Assessing Plantation Health Using a Multivariate Index PTPN IV PalmCo

The health of oil palm plants is a strategic element in maintaining productivity and operational efficiency in plantations.

Plants that are not optimally monitored have the potential to cause a decline in production, increased maintenance costs, and risks to the operational sustainability of the plantation. To date, plant health monitoring is often carried out partially and reactively, relying on separate indicators and data that are not yet integrated. This condition makes it difficult for management to obtain a comprehensive picture of the plantation’s condition and to set appropriate data-based maintenance priorities. With the increasing availability of agronomic, spatial, climatic, and operational data, PT LPP Agro Nusantara presents an alternative solution through the development of a more measurable and proactive monitoring system. The multivariate analysis approach allows various plant health indicators to be integrated into a composite index that represents the condition of the plantation holistically and objectively.

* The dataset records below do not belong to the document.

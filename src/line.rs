//! Line-oriented input and field decoding.

use crate::error::Error;
use crate::error::ErrorKind;
use crate::tag::Tag;
use std::borrow::Cow;
use std::io;
use std::str;

/// Width of the floating point columns of coordinate and scale records.
pub const FLOAT_WIDTH: usize = 25;

/// Width of the integer columns of vertex headers.
pub const INTEGER_WIDTH: usize = 10;

/// Forward-only line reader that keeps count of the lines it handed out.
pub struct Lines<R> {
    input: R,
    buf: String,
    lineno: usize,
}

impl<R> Lines<R>
where
    R: io::BufRead,
{
    pub fn new(input: R) -> Self {
        Self {
            input,
            buf: String::new(),
            lineno: 0,
        }
    }

    /// Number of lines read so far.
    pub fn lineno(&self) -> usize {
        self.lineno
    }

    /// Reads the next line, without its line terminator.
    pub fn next_line(&mut self) -> Result<Option<Line<'_>>, Error> {
        let lineno = self.lineno + 1;
        self.buf.clear();
        let n = self
            .input
            .read_line(&mut self.buf)
            .map_err(|err| Error::at(lineno, err))?;
        if n == 0 {
            return Ok(None);
        }
        self.lineno = lineno;

        if self.buf.ends_with('\n') {
            self.buf.pop();
        }
        if self.buf.ends_with('\r') {
            if cfg!(windows) {
                self.buf.pop();
            } else {
                return Err(Error::at(lineno, ErrorKind::IncompatibleLineEndings));
            }
        }

        Ok(Some(Line {
            text: &self.buf,
            lineno,
        }))
    }

    /// Like [`Lines::next_line`], but end of input is an error.
    pub fn expect_line(&mut self, expected: &'static str) -> Result<Line<'_>, Error> {
        let lineno = self.lineno + 1;
        match self.next_line()? {
            Some(line) => Ok(line),
            None => Err(Error::at(lineno, ErrorKind::UnexpectedEof { expected })),
        }
    }

    /// Consumes lines up to and including the next separator.
    pub fn skip_section(&mut self) -> Result<(), Error> {
        while let Some(line) = self.next_line()? {
            if line.is_separator() {
                break;
            }
        }
        Ok(())
    }
}

#[derive(Copy, Clone, Debug)]
pub struct Line<'a> {
    text: &'a str,
    lineno: usize,
}

impl<'a> Line<'a> {
    pub fn text(self) -> &'a str {
        self.text
    }

    pub fn lineno(self) -> usize {
        self.lineno
    }

    pub fn tag(self) -> Tag {
        Tag::classify(self.text)
    }

    pub fn is_separator(self) -> bool {
        self.tag() == Tag::Separator
    }

    pub fn error(self, kind: impl Into<ErrorKind>) -> Error {
        Error::at(self.lineno, kind)
    }

    pub fn fields(self) -> str::SplitWhitespace<'a> {
        self.text.split_whitespace()
    }

    /// First whitespace-delimited token, or the empty string on a blank line.
    pub fn first_token(self) -> &'a str {
        self.fields().next().unwrap_or("")
    }

    pub fn parse<T>(self, token: &str) -> Result<T, Error>
    where
        T: str::FromStr,
        ErrorKind: From<T::Err>,
    {
        token.parse::<T>().map_err(|err| self.error(err))
    }

    /// Parses the `index`-th whitespace-separated field.
    pub fn field<T>(self, index: usize, expected: &'static str) -> Result<T, Error>
    where
        T: str::FromStr,
        ErrorKind: From<T::Err>,
    {
        let token = self
            .fields()
            .nth(index)
            .ok_or_else(|| self.error(ErrorKind::MissingField { expected }))?;
        self.parse(token)
    }

    pub fn last_field<T>(self, expected: &'static str) -> Result<T, Error>
    where
        T: str::FromStr,
        ErrorKind: From<T::Err>,
    {
        let token = self
            .fields()
            .last()
            .ok_or_else(|| self.error(ErrorKind::MissingField { expected }))?;
        self.parse(token)
    }

    /// Returns the `index`-th fixed-width column, clipped to the line length.
    pub fn column(self, index: usize, width: usize) -> Option<&'a str> {
        let start = index * width;
        let end = usize::min(start + width, self.text.len());
        if end <= start {
            return None;
        }
        self.text.get(start..end)
    }

    pub fn integer_column<T>(self, index: usize, expected: &'static str) -> Result<T, Error>
    where
        T: str::FromStr,
        ErrorKind: From<T::Err>,
    {
        let column = self
            .column(index, INTEGER_WIDTH)
            .ok_or_else(|| self.error(ErrorKind::MissingField { expected }))?;
        self.parse(column.trim())
    }

    pub fn float_column(self, index: usize, expected: &'static str) -> Result<f64, Error> {
        let column = self
            .column(index, FLOAT_WIDTH)
            .ok_or_else(|| self.error(ErrorKind::MissingField { expected }))?;
        parse_float(column).map_err(|err| self.error(err))
    }
}

/// Parses a floating point number, accepting Fortran's `D` exponent marker.
pub fn parse_float(s: &str) -> Result<f64, std::num::ParseFloatError> {
    let s = s.trim();
    let s = if s.contains(['D', 'd']) {
        Cow::Owned(s.replace(['D', 'd'], "E"))
    } else {
        Cow::Borrowed(s)
    };
    s.parse()
}

#[cfg(test)]
mod tests {
    use super::*;
    use approx::assert_ulps_eq;

    #[test]
    fn test_line_numbers() {
        let mut lines = Lines::new("a\nb\n\nc".as_bytes());
        assert_eq!(lines.next_line().unwrap().unwrap().text(), "a");
        let line = lines.next_line().unwrap().unwrap();
        assert_eq!((line.text(), line.lineno()), ("b", 2));
        assert_eq!(lines.next_line().unwrap().unwrap().text(), "");
        let line = lines.next_line().unwrap().unwrap();
        assert_eq!((line.text(), line.lineno()), ("c", 4));
        assert!(lines.next_line().unwrap().is_none());
        assert_eq!(lines.lineno(), 4);
    }

    #[test]
    fn test_expect_line_at_eof() {
        let mut lines = Lines::new("only\n".as_bytes());
        lines.expect_line("first").unwrap();
        let err = lines.expect_line("second").unwrap_err();
        assert_eq!(err.lineno(), Some(2));
        assert!(matches!(
            err.kind(),
            ErrorKind::UnexpectedEof {
                expected: "second"
            }
        ));
    }

    #[cfg(not(windows))]
    #[test]
    fn test_crlf_rejected() {
        let mut lines = Lines::new("    -1\r\n   164\r\n".as_bytes());
        let err = lines.next_line().unwrap_err();
        assert_eq!(err.lineno(), Some(1));
        assert!(matches!(err.kind(), ErrorKind::IncompatibleLineEndings));
    }

    #[test]
    fn test_skip_section() {
        let mut lines = Lines::new("  2420\nfoo\n    -1\n  2411\n".as_bytes());
        lines.skip_section().unwrap();
        assert_eq!(lines.lineno(), 3);
        assert_eq!(lines.next_line().unwrap().unwrap().tag(), Tag::Vertices);
    }

    #[test]
    fn test_fields() {
        let line = Line {
            text: "        12       115         2         1         7         8",
            lineno: 1,
        };
        assert_eq!(line.field::<u64>(0, "id").unwrap(), 12);
        assert_eq!(line.field::<u32>(1, "descriptor").unwrap(), 115);
        assert_eq!(line.last_field::<usize>("count").unwrap(), 8);
        let err = line.field::<u64>(6, "seventh").unwrap_err();
        assert!(matches!(
            err.kind(),
            ErrorKind::MissingField {
                expected: "seventh"
            }
        ));
    }

    #[test]
    fn test_bad_integer() {
        let line = Line {
            text: "  12  x4",
            lineno: 9,
        };
        let err = line.field::<u64>(1, "id").unwrap_err();
        assert!(matches!(err.kind(), ErrorKind::BadInteger(_)));
        assert_eq!(err.lineno(), Some(9));
    }

    #[test]
    fn test_columns() {
        let line = Line {
            text: "   1.0000000000000000E+00  -2.5000000000000000E-01   3.0000000000000000D+02",
            lineno: 1,
        };
        assert_ulps_eq!(line.float_column(0, "x").unwrap(), 1.0);
        assert_ulps_eq!(line.float_column(1, "y").unwrap(), -0.25);
        assert_ulps_eq!(line.float_column(2, "z").unwrap(), 300.0);
        assert!(line.float_column(3, "w").is_err());
    }

    #[test]
    fn test_short_last_column() {
        let line = Line {
            text: "         5         1         1        11",
            lineno: 1,
        };
        assert_eq!(line.integer_column::<u64>(0, "id").unwrap(), 5);
        assert_eq!(line.integer_column::<u64>(3, "color").unwrap(), 11);

        let line = Line {
            text: "   1.5",
            lineno: 1,
        };
        assert_ulps_eq!(line.float_column(0, "x").unwrap(), 1.5);
        assert!(line.float_column(1, "y").is_err());
    }

    #[test]
    fn test_parse_float() {
        assert_ulps_eq!(parse_float(" 1.5D-01 ").unwrap(), 0.15);
        assert_ulps_eq!(parse_float("2.0d+00").unwrap(), 2.0);
        assert_ulps_eq!(parse_float("-7e2").unwrap(), -700.0);
        assert!(parse_float("").is_err());
        assert!(parse_float("abc").is_err());
    }
}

Based on this, the development of the Multivariate Plant Health Control Dashboard has become a strategic necessity as a means of integrated monitoring and managerial decision support. This system is designed to improve the effectiveness of plant health control and support long-term plantation productivity and sustainability. The Multivariate Plant Health Algorithm is a plant health classification algorithm built on multivariate indices and combined with the Random Forest method. This algorithm functions to automatically monitor and classify the health conditions of plantation crops. Its implementation is carried out through a licensing agreement cooperation scheme for the integration of source code into the developed system.

Furthermore, the Multivariate Plant Health Dashboard was developed as an end-to-end system based on multivariate indices and the Random Forest machine learning algorithm within the framework of precision agriculture technology. This system is designed to support automatic, accurate, efficient, and measurable plant health monitoring and classification, as well as integration with the monitoring dashboard. The methodology used includes an image acquisition process sourced from satellite and drone images. The image data is then analyzed using the Normalized Difference Vegetation Index (NDVI) for plant health evaluation, land cover classification, and machine learning and artificial intelligence (AI) modeling for anomaly detection and pattern prediction. The analysis results are then presented in the form of dashboard visualizations and integrated through a geodatabase system with PostgreSQL/PostGIS and WebGIS API support.

The implementation of Multivariate Plant Health Assessment has had a significant impact on PalmCo through its ability to detect plant health problems early, improve the accuracy of determining treatment priorities, and strengthen data-driven decision making. Overall, this system contributes to increasing productivity, operational efficiency, and the achievement of the company’s sustainability targets.